The promise of universal pre-K featured heavily in the Coalition Avenir Québec's election campaign. That promise came closer to becoming reality on Thursday when the government tabled Bill 5, which would amend Quebec's Education Act so that "all children having reached four years of age will be entitled to preschool education services."

Here's what the minister had to say about his plan with CBC Montreal's Daybreak host Sabrina Marandola.

On the cost of universal pre-K

The government says universal pre-K would come with an annual price tag of $400 million to $700 million.

But Roberge says the cost won't be that high right away. He estimates that the first year of the program, planned to begin in September, would cost $30 million to $40 million.

"We will start in the regions, and we will invest in our infrastructures, and within five years we're pretty confident that we will be able to give the choice [for] all the parents," he said.

Complicating matters is a varying number of teachers and classroom space available across the province.

"In Montreal, it's more difficult," said Roberge, blaming previous governments for not investing enough in the city's educational infrastructure.

Education Minister Jean-François Roberge says he expects that kindergarten will be available to all four-year-olds in within five years. (Jacques Boissinot/Canadian Press)

On the number of students in pre-K

Kindergarten for four-year-olds is currently offered to areas considered low-income, with the ministry saying about 5,000 students are enrolled across the province.

For September 2019, Roberge said the location of the classes were chosen based on the staffing and capacity in the province's school boards.

Of the 250 new classes, 36 will be on the island of Montreal. Those Montreal classes will mostly be part of the English school boards, he said.

"As long as the classes are full, we will open more and more classes. We will go with the demand, we will go with the parents, we will listen to the parents."

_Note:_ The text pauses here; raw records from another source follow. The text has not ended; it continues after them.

//! Diff engine for comparing local and remote resources.
//!
//! Both sides are default-filled and canonicalized by the kind's descriptor
//! before comparing, so server defaults, server-populated fields and the
//! order of set-like fields never show up as changes.

use serde::Serialize;
use tracing::debug;

use crate::build::BuiltResource;
use crate::resources::{DescriptorRegistry, DiffDetail, ResourceRecord};

/// Classification of one resource against the platform.
#[derive(Debug, Clone, PartialEq, Eq, Serialize)]
#[serde(tag = "action", content = "fields", rename_all = "snake_case")]
pub enum DiffResult {
    /// Absent remotely.
    ToCreate,
    /// Present remotely with different content.
    ToUpdate(Vec<DiffDetail>),
    /// Present remotely and semantically equal.
    Unchanged,
    /// Present remotely and scheduled for deletion.
    ToDelete,
}

impl DiffResult {
    /// Returns true unless the resource is unchanged.
    #[must_use]
    pub const fn is_change(&self) -> bool {
        !matches!(self, Self::Unchanged)
    }
}

/// Engine for computing diffs.
#[derive(Debug)]
pub struct DiffEngine<'a> {
    registry: &'a DescriptorRegistry,
}

impl<'a> DiffEngine<'a> {
    /// Creates a diff engine.
    #[must_use]
    pub const fn new(registry: &'a DescriptorRegistry) -> Self {
        Self { registry }
    }

    /// Classifies `local` against its remote counterpart, if any.
    #[must_use]
    pub fn diff(&self, local: &BuiltResource, remote: Option<&ResourceRecord>) -> DiffResult {
        let Some(remote) = remote else {
            debug!("{} needs to be created", local.identifier);
            return DiffResult::ToCreate;
        };

        let descriptor = self.registry.get(local.record.kind());
        if descriptor.equals(&local.record, remote) {
            debug!("{} is up to date", local.identifier);
            DiffResult::Unchanged
        } else {
            let details = descriptor.field_diff(&local.record, remote);
            debug!(
                "{} differs in {}",
                local.identifier,
                details
                    .iter()
                    .map(|d| d.field.as_str())
                    .collect::<Vec<_>>()
                    .join(", ")
            );
            DiffResult::ToUpdate(details)
        }
    }
}

impl std::fmt::Display for DiffResult {
    fn fmt(&self, f: &mut std::fmt::Formatter<'_>) -> std::fmt::Result {
        match self {
            Self::ToCreate => write!(f, "create"),
            Self::ToUpdate(details) => {
                write!(f, "update")?;
                if !details.is_empty() {
                    write!(f, " (")?;
                    for (i, detail) in details.iter().enumerate() {
                        if i > 0 {
                            write!(f, ", ")?;
                        }
                        write!(f, "{}", detail.field)?;
                    }
                    write!(f, ")")?;
                }
                Ok(())
            }
            Self::Unchanged => write!(f, "unchanged"),
            Self::ToDelete => write!(f, "delete"),
        }
    }
}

"Right now, the surveys are telling us that around 20 per cent of parents of four-year-old kids would enjoy to have the choice, and will choose kindergarten," said Robege.

He says he expects that proportion to rise as parents learn more about the program.

On the difference between pre-K and subsidized daycare

"We won't force anybody [to attend]. We want to offer the choice. This is not a problem, this is a solution," he said.

He said the pre-K classes will have access to professionals with expertise in working with special-needs students.

"With the CAQ government, we will hire more and more and more professionals," he said. The ministry is looking to hire a "huge team" to support students with disabilities.

"A lot of professionals left the public system through the years because in fact Liberal and PQ governments didn't invest in our education system. We will invest, we will give them better conditions and we are confident that they will go back in the public system," he said.

A petition submitted to the National Assembly against the plan has more than 20,000 signatures and has the support of Quebec's three opposition parties.

Roberge said that critics should be focused on other problems with the education system, like the dropout rate.

"We will continue investing in the CPEs, we will continue developing the CPEs, so I think they will be pleased with this policy," he said.

"We will give the choice to the parents, and nobody will lose anything if we give the choice to the parents."